New | Taiwan and mainland China's spy swap a sign of how far cross-strait ties have improved under Taiwanese leader Ma Ying-jeou's rule
First cross-strait swap of three agents likely a favour to conclude Ma Ying-jeou's presidency during which ties have improved, analyst says
A swap between Beijing and Taipei of three jailed spies - announced yesterday, just weeks after the two sides' leaders met at a historic summit - is testament to Taiwan's improved ties with the mainland under Ma Ying-jeou's presidency, analysts said.
Beijing released Colonel Zhu Gongxun and Colonel Xu Changguo of Taiwan's Military Intelligence who had held behind bars for more than nine years, after Taiwan gave advance parole to mainland spy Li Zhichao, a statement from Ma's office said.
The news comes less than a month after Ma and President Xi Jinping met in Singapore on November 7. It was the first meeting between the two sides' leaders in 66 years after the Communist Party defeated the Kuomintang, which fled to Taiwan, during the Chinese civil war in 1949.

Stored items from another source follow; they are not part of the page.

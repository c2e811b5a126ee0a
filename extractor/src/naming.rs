//! Distribution descriptors and bundle entry naming.
//!
//! The bundle jar stores one archive per distribution under a namespace
//! directory, named `<namespace>/<platform>-<version>-<bitsize>.<archive type>`,
//! for example `mongo/Linux-V3_6_5-B64.tgz`.

use std::fmt;

/// Operating system of a distribution, spelled as the download framework
/// spells it.
#[derive(Debug, Clone, Copy, PartialEq, Eq, Hash)]
pub enum Platform {
    /// Linux.
    Linux,
    /// Windows.
    Windows,
    /// macOS.
    OsX,
    /// Solaris.
    Solaris,
    /// FreeBSD.
    FreeBsd,
}

impl Platform {
    /// Canonical name used in entry names.
    #[must_use]
    pub const fn as_str(self) -> &'static str {
        match self {
            Self::Linux => "Linux",
            Self::Windows => "Windows",
            Self::OsX => "OS_X",
            Self::Solaris => "Solaris",
            Self::FreeBsd => "FreeBSD",
        }
    }
}

impl fmt::Display for Platform {
    fn fmt(&self, f: &mut fmt::Formatter<'_>) -> fmt::Result {
        f.write_str(self.as_str())
    }
}

/// Pointer width of a distribution.
#[derive(Debug, Clone, Copy, PartialEq, Eq, Hash)]
pub enum BitSize {
    /// 32-bit.
    B32,
    /// 64-bit.
    B64,
}

impl BitSize {
    /// Canonical name used in entry names.
    #[must_use]
    pub const fn as_str(self) -> &'static str {
        match self {
            Self::B32 => "B32",
            Self::B64 => "B64",
        }
    }
}

impl fmt::Display for BitSize {
    fn fmt(&self, f: &mut fmt::Formatter<'_>) -> fmt::Result {
        f.write_str(self.as_str())
    }
}

/// A platform-specific distribution requested by the download framework.
#[derive(Debug, Clone, PartialEq, Eq)]
pub struct Distribution {
    platform: Platform,
    version: String,
    bitsize: BitSize,
    archive_type: String,
}

impl Distribution {
    /// Describes a distribution.
    ///
    /// `version` is the framework's version token (such as `V3_6_5`) and
    /// `archive_type` the archive extension without a dot (such as `tgz`).
    #[must_use]
    pub fn new(
        platform: Platform,
        version: impl Into<String>,
        bitsize: BitSize,
        archive_type: impl Into<String>,
    ) -> Self {
        Self {
            platform,
            version: version.into(),
            bitsize,
            archive_type: archive_type.into(),
        }
    }

    /// Operating system.
    #[must_use]
    pub const fn platform(&self) -> Platform {
        self.platform
    }

    /// Version token as given.
    #[must_use]
    pub fn version(&self) -> &str {
        &self.version
    }

    /// Pointer width.
    #[must_use]
    pub const fn bitsize(&self) -> BitSize {
        self.bitsize
    }

    /// Archive extension, without a leading dot.
    #[must_use]
    pub fn archive_type(&self) -> &str {
        &self.archive_type
    }

    /// Version in the dotted form used for the bundle artifact: a single
    /// leading `V` is dropped and underscores become dots.
    ///
    /// # Examples
    ///
    /// ```
    /// use bundle_extractor::naming::{BitSize, Distribution, Platform};
    ///
    /// let distribution = Distribution::new(Platform::Linux, "V3_6_5", BitSize::B64, "tgz");
    /// assert_eq!(distribution.artifact_version(), "3.6.5");
    /// ```
    #[must_use]
    pub fn artifact_version(&self) -> String {
        self.version
            .strip_prefix('V')
            .unwrap_or(&self.version)
            .replace('_', ".")
    }
}

/// Name of a distribution's archive inside the bundle.
///
/// # Examples
///
/// ```
/// use bundle_extractor::naming::{BitSize, Distribution, EntryName, Platform};
///
/// let distribution = Distribution::new(Platform::OsX, "V3_4_15", BitSize::B64, "tgz");
/// let name = EntryName::new("mongo", &distribution);
/// assert_eq!(name.as_str(), "mongo/OS_X-V3_4_15-B64.tgz");
/// ```
#[derive(Debug, Clone, PartialEq, Eq, Hash)]
pub struct EntryName(String);

impl EntryName {
    /// Formats the entry name for `distribution` under `namespace`.
    #[must_use]
    pub fn new(namespace: &str, distribution: &Distribution) -> Self {
        Self(format!(
            "{namespace}/{}-{}-{}.{}",
            distribution.platform(),
            distribution.version(),
            distribution.bitsize(),
            distribution.archive_type(),
        ))
    }

    /// The entry name as a string slice.
    #[must_use]
    pub fn as_str(&self) -> &str {
        &self.0
    }
}

impl fmt::Display for EntryName {
    fn fmt(&self, f: &mut fmt::Formatter<'_>) -> fmt::Result {
        f.write_str(&self.0)
    }
}
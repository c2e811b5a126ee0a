//! Shared helpers for the bundle extractor: readability predicates and
//! directory listing over UTF-8 paths, slash-delimited tag paths, and a
//! streaming lookup of single values in XML settings files.

pub mod fs;
pub mod path;
pub mod xml;

pub use fs::{FsError, file_name_of, is_readable_dir, is_readable_file, last_modified, list_dir};
pub use path::TagPath;
pub use xml::{DocumentError, XmlError, extract_value};
//! Error types for bundle extraction.

use std::io;
use std::path::PathBuf;

use camino::Utf8PathBuf;
use thiserror::Error;

use crate::archive::ArchiveError;
use crate::resolver::{ArtifactCoordinate, ResolveError};

/// Errors that can occur while supplying a distribution from the bundle.
#[derive(Debug, Error)]
pub enum BundleError {
    /// The destination temp file could not be created.
    #[error("failed to create temp file: {source}")]
    TempFile {
        /// The underlying I/O error.
        #[source]
        source: io::Error,
    },

    /// The temp file was created at a path that is not valid UTF-8.
    #[error("temp file path {} is not valid UTF-8", path.display())]
    NonUtf8TempPath {
        /// Path of the created temp file.
        path: PathBuf,
    },

    /// Searching the local repository failed.
    #[error(transparent)]
    Resolve(#[from] ResolveError),

    /// The bundle artifact is not present in any local repository.
    #[error("required artifact {coordinate} not found in the local repository")]
    ArtifactNotFound {
        /// Coordinate that was looked up.
        coordinate: ArtifactCoordinate,
    },

    /// Reading the bundle or writing the destination failed.
    #[error(transparent)]
    Archive(#[from] ArchiveError),

    /// The bundle does not contain the requested distribution.
    #[error("entry {entry} not found in {archive}")]
    EntryNotFound {
        /// Entry name that was looked up.
        entry: String,
        /// Bundle that was scanned.
        archive: Utf8PathBuf,
    },
}

/// Convenience alias for bundle results.
pub type Result<T> = std::result::Result<T, BundleError>;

Zhu and Xu were returned to Taiwan in mid-October, Taiwan's defence ministry said. It was the first time the two sides had officially exchanged their captives.
"This is based on a mutual goodwill gesture delivered by the Ma-Xi meeting," Ma's spokesman, Charles Chen, said.
There are more than 100 Taiwanese spies imprisoned on the mainland, among whom Zhu and Xu were the highest-ranked. The most senior mainland spy in Taiwan, Major General Lo Hsien-chen, was still serving out his life sentence, Taiwanese newspaper reported.